EXERCISE GOAL: Up to and including the line that contains "exist the insertion", repeat each line of the data exactly, starting from the first.

INPUT RECORDS:
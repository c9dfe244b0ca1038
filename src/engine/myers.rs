use crate::engine::edit::{EditOp, EditScript};
use derive_new::new;

/// Exact shortest-edit-script search over two comparison-key sequences.
///
/// Classic frontier-based search over the edit graph: for each edit
/// distance `d` the furthest reachable `x` is kept per diagonal
/// `k = x - y` in a flat vector indexed by `offset + k`, and every step
/// greedily extends along free diagonal runs (equal keys) so unchanged
/// regions stay contiguous. When two minimal scripts exist the insertion
/// predecessor wins unless the deletion predecessor reaches strictly
/// further, which yields the positionally earliest script.
///
/// Runs in `O(N * D)` where `N` is the combined length and `D` the edit
/// distance; `O(N^2)` when the inputs share nothing.
#[derive(Debug, Clone, PartialEq, Eq, new)]
pub struct MyersDiff<'d, T> {
    old: &'d [T],
    new: &'d [T],
}

impl<T: Eq> MyersDiff<'_, T> {
    /// Frontier snapshots per edit distance, up to the first `d` that
    /// reaches `(n, m)`.
    fn compute_trace(&self) -> Vec<Vec<isize>> {
        let (n, m) = (self.old.len() as isize, self.new.len() as isize);
        let offset = (n + m) as usize;

        let mut frontier = vec![0isize; 2 * offset + 1];
        let mut trace = Vec::new();

        for d in 0..=(n + m) {
            trace.push(frontier.clone());

            for k in (-d..=d).step_by(2) {
                let idx = (offset as isize + k) as usize;

                // Entering diagonal k costs one non-diagonal move: from
                // k+1 it is an insertion (x unchanged), from k-1 a
                // deletion (x advances). Prefer the insertion predecessor
                // unless deleting reaches strictly further.
                let mut x = if k == -d {
                    frontier[idx + 1]
                } else if k == d {
                    frontier[idx - 1] + 1
                } else {
                    let from_delete = frontier[idx - 1] + 1;
                    let from_insert = frontier[idx + 1];
                    if from_delete > from_insert {
                        from_delete
                    } else {
                        from_insert
                    }
                };

                // Free diagonal run while keys agree.
                let mut y = x - k;
                while x < n && y < m && self.old[x as usize] == self.new[y as usize] {
                    x += 1;
                    y += 1;
                }

                frontier[idx] = x;

                if x >= n && y >= m {
                    return trace;
                }
            }
        }

        trace
    }

    /// Walk the trace backwards from `(n, m)`, recovering each move as a
    /// `(prev_x, prev_y, x, y)` segment in reverse order.
    fn backtrack(&self) -> Vec<(isize, isize, isize, isize)> {
        let (mut x, mut y) = (self.old.len() as isize, self.new.len() as isize);
        let offset = (x + y) as usize;
        let mut path = Vec::new();

        let trace = self.compute_trace();

        for (d, frontier) in trace.iter().enumerate().rev() {
            let k = x - y;

            let prev_k = if k == -(d as isize) {
                k + 1
            } else if k == d as isize {
                k - 1
            } else {
                let from_delete = frontier[(offset as isize + k - 1) as usize] + 1;
                let from_insert = frontier[(offset as isize + k + 1) as usize];
                if from_delete > from_insert { k - 1 } else { k + 1 }
            };

            let prev_x = frontier[(offset as isize + prev_k) as usize];
            let prev_y = prev_x - prev_k;

            while x > prev_x && y > prev_y {
                path.push((x - 1, y - 1, x, y));
                x -= 1;
                y -= 1;
            }

            if d > 0 {
                path.push((prev_x, prev_y, x, y));
            }

            (x, y) = (prev_x, prev_y);
        }

        path
    }

    /// The minimal edit script aligning the two sequences. Contains only
    /// `Match`, `Insert`, and `Delete` operations.
    pub fn diff(&self) -> EditScript {
        if self.old.is_empty() && self.new.is_empty() {
            return EditScript::default();
        }

        let mut ops = Vec::new();

        for (prev_x, prev_y, x, y) in self.backtrack() {
            if x == prev_x {
                // Only y advanced: a line of the new file has no counterpart.
                if prev_y < self.new.len() as isize {
                    ops.push(EditOp::Insert {
                        new: prev_y as usize,
                    });
                }
            } else if y == prev_y {
                // Only x advanced: a line of the old file has no counterpart.
                if prev_x < self.old.len() as isize {
                    ops.push(EditOp::Delete {
                        old: prev_x as usize,
                    });
                }
            } else {
                // Diagonal move: keys compared equal.
                ops.push(EditOp::Match {
                    old: prev_x as usize,
                    new: prev_y as usize,
                });
            }
        }

        ops.reverse();
        EditScript::new(ops)
    }
}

COMPLETED EXERCISE:
repository c9dfe244b0ca1038
filename src/engine/myers.rs
use crate::engine::edit::{EditOp, EditScript};
use derive_new::new;

/// Exact shortest-edit-script search over two comparison-key sequences.
///
/// Classic frontier-based search over the edit graph: for each edit
/// distance `d` the furthest reachable `x` is kept per diagonal
/// `k = x - y` in a flat vector indexed by `offset + k`, and every step
/// greedily extends along free diagonal runs (equal keys) so unchanged
/// regions stay contiguous. When two minimal scripts exist the insertion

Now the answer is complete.